**EXERCISE**
Find "filename crates/chatterm-core/src/config.rs" and "pub struct EnvValues" in the records below. Copy the lines holding them and every line between, exactly, and no others.

(Stored data)
[Start of section]

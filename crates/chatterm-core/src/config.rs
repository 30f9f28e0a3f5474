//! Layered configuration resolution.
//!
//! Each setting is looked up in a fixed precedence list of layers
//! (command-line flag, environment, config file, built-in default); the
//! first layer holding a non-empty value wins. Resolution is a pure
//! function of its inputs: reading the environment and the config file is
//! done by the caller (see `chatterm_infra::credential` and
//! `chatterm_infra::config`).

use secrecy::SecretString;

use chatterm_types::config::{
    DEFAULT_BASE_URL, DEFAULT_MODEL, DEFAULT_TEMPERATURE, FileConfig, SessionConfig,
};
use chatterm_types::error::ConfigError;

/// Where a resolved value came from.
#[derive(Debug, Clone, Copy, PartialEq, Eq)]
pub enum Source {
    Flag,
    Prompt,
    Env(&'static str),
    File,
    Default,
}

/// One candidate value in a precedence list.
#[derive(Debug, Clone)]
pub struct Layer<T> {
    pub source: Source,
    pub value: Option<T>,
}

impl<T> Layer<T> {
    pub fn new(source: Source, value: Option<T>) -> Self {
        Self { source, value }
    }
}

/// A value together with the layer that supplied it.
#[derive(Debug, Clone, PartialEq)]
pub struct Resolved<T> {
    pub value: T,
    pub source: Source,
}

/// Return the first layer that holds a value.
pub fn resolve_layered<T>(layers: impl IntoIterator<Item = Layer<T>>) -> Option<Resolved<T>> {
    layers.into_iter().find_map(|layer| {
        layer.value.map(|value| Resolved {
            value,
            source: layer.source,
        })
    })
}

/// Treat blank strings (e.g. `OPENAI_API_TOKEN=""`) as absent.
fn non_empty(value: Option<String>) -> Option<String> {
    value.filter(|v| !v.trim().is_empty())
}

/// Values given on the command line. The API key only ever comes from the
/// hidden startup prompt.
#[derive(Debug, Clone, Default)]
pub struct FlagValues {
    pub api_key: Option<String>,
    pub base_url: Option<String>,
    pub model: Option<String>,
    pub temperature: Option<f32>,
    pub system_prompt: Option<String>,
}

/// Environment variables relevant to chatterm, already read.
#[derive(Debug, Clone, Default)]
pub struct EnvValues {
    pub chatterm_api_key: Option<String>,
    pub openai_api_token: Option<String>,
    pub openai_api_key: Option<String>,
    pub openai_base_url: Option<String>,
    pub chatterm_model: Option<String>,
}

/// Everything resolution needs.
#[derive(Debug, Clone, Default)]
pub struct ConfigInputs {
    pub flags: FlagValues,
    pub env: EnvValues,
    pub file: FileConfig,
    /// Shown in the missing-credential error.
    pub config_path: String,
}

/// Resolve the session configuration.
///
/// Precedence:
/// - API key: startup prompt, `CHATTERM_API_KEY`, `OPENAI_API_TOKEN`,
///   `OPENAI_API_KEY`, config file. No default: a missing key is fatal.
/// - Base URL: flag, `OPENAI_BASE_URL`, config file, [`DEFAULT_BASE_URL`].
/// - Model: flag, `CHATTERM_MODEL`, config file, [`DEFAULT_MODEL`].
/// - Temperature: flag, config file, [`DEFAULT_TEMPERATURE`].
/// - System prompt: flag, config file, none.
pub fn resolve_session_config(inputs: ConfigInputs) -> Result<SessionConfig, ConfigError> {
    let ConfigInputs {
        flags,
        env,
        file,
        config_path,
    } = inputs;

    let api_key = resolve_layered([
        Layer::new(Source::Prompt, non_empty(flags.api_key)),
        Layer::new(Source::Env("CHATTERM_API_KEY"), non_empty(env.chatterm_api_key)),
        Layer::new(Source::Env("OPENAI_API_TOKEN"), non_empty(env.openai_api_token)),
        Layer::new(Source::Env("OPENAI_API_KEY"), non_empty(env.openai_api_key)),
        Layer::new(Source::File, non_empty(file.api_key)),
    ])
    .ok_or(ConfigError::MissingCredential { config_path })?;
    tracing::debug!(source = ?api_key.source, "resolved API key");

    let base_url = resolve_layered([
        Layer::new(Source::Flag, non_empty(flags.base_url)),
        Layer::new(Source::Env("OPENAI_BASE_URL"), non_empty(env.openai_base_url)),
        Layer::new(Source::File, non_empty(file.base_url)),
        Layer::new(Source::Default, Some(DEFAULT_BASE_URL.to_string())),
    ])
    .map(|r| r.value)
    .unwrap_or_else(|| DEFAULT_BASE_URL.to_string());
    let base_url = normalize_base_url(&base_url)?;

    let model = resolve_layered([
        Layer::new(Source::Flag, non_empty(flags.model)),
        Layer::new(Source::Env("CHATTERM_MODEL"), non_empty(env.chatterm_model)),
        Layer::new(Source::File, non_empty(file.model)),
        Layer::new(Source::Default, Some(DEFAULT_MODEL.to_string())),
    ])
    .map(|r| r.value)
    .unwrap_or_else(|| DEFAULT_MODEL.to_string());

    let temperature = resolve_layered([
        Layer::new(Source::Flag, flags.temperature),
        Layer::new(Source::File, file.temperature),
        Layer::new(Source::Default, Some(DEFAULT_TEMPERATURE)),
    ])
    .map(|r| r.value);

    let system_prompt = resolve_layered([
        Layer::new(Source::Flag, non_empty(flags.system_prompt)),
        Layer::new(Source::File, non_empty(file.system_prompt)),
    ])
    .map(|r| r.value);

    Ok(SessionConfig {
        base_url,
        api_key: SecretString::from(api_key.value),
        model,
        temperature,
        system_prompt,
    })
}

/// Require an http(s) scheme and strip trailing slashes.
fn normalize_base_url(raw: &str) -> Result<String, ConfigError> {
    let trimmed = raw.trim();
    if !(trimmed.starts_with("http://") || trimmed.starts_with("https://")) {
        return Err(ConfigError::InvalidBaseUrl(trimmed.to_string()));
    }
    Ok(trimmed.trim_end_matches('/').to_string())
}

[End of section]
[Start of section]

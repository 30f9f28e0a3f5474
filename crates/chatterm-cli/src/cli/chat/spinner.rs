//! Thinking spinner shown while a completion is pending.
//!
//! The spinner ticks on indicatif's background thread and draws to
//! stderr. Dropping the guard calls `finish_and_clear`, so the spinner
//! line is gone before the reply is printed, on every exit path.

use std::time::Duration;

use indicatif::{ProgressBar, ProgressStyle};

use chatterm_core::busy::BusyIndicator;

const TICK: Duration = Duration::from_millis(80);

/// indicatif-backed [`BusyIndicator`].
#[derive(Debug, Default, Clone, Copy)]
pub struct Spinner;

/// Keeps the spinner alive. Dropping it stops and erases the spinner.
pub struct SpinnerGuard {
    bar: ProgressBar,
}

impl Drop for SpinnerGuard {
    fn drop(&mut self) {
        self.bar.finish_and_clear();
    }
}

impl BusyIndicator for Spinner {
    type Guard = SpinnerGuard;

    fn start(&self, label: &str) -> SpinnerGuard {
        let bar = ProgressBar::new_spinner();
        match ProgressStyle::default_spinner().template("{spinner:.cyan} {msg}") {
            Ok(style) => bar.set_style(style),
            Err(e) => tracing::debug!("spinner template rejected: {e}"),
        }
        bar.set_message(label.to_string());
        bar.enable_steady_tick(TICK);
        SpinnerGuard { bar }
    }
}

[End of section]

**SOLUTION TO THE EXERCISE**
filename crates/chatterm-core/src/config.rs
repository 30f9f28e0a3f5474
//! Layered configuration resolution.
//!
//! Each setting is looked up in a fixed precedence list of layers
//! (command-line flag, environment, config file, built-in default); the
//! first layer holding a non-empty value wins. Resolution is a pure
//! function of its inputs: reading the environment and the config file is
//! done by the caller (see `chatterm_infra::credential` and
//! `chatterm_infra::config`).

use secrecy::SecretString;

use chatterm_types::config::{
    DEFAULT_BASE_URL, DEFAULT_MODEL, DEFAULT_TEMPERATURE, FileConfig, SessionConfig,
};
use chatterm_types::error::ConfigError;

/// Where a resolved value came from.
#[derive(Debug, Clone, Copy, PartialEq, Eq)]
pub enum Source {
    Flag,
    Prompt,
    Env(&'static str),
    File,
    Default,
}

/// One candidate value in a precedence list.
#[derive(Debug, Clone)]
pub struct Layer<T> {
    pub source: Source,
    pub value: Option<T>,
}

impl<T> Layer<T> {
    pub fn new(source: Source, value: Option<T>) -> Self {
        Self { source, value }
    }
}

/// A value together with the layer that supplied it.
#[derive(Debug, Clone, PartialEq)]
pub struct Resolved<T> {
    pub value: T,
    pub source: Source,
}

/// Return the first layer that holds a value.
pub fn resolve_layered<T>(layers: impl IntoIterator<Item = Layer<T>>) -> Option<Resolved<T>> {
    layers.into_iter().find_map(|layer| {
        layer.value.map(|value| Resolved {
            value,
            source: layer.source,
        })
    })
}

/// Treat blank strings (e.g. `OPENAI_API_TOKEN=""`) as absent.
fn non_empty(value: Option<String>) -> Option<String> {
    value.filter(|v| !v.trim().is_empty())
}

/// Values given on the command line. The API key only ever comes from the
/// hidden startup prompt.
#[derive(Debug, Clone, Default)]
pub struct FlagValues {
    pub api_key: Option<String>,
    pub base_url: Option<String>,
    pub model: Option<String>,
    pub temperature: Option<f32>,
    pub system_prompt: Option<String>,
}

/// Environment variables relevant to chatterm, already read.
#[derive(Debug, Clone, Default)]
pub struct EnvValues {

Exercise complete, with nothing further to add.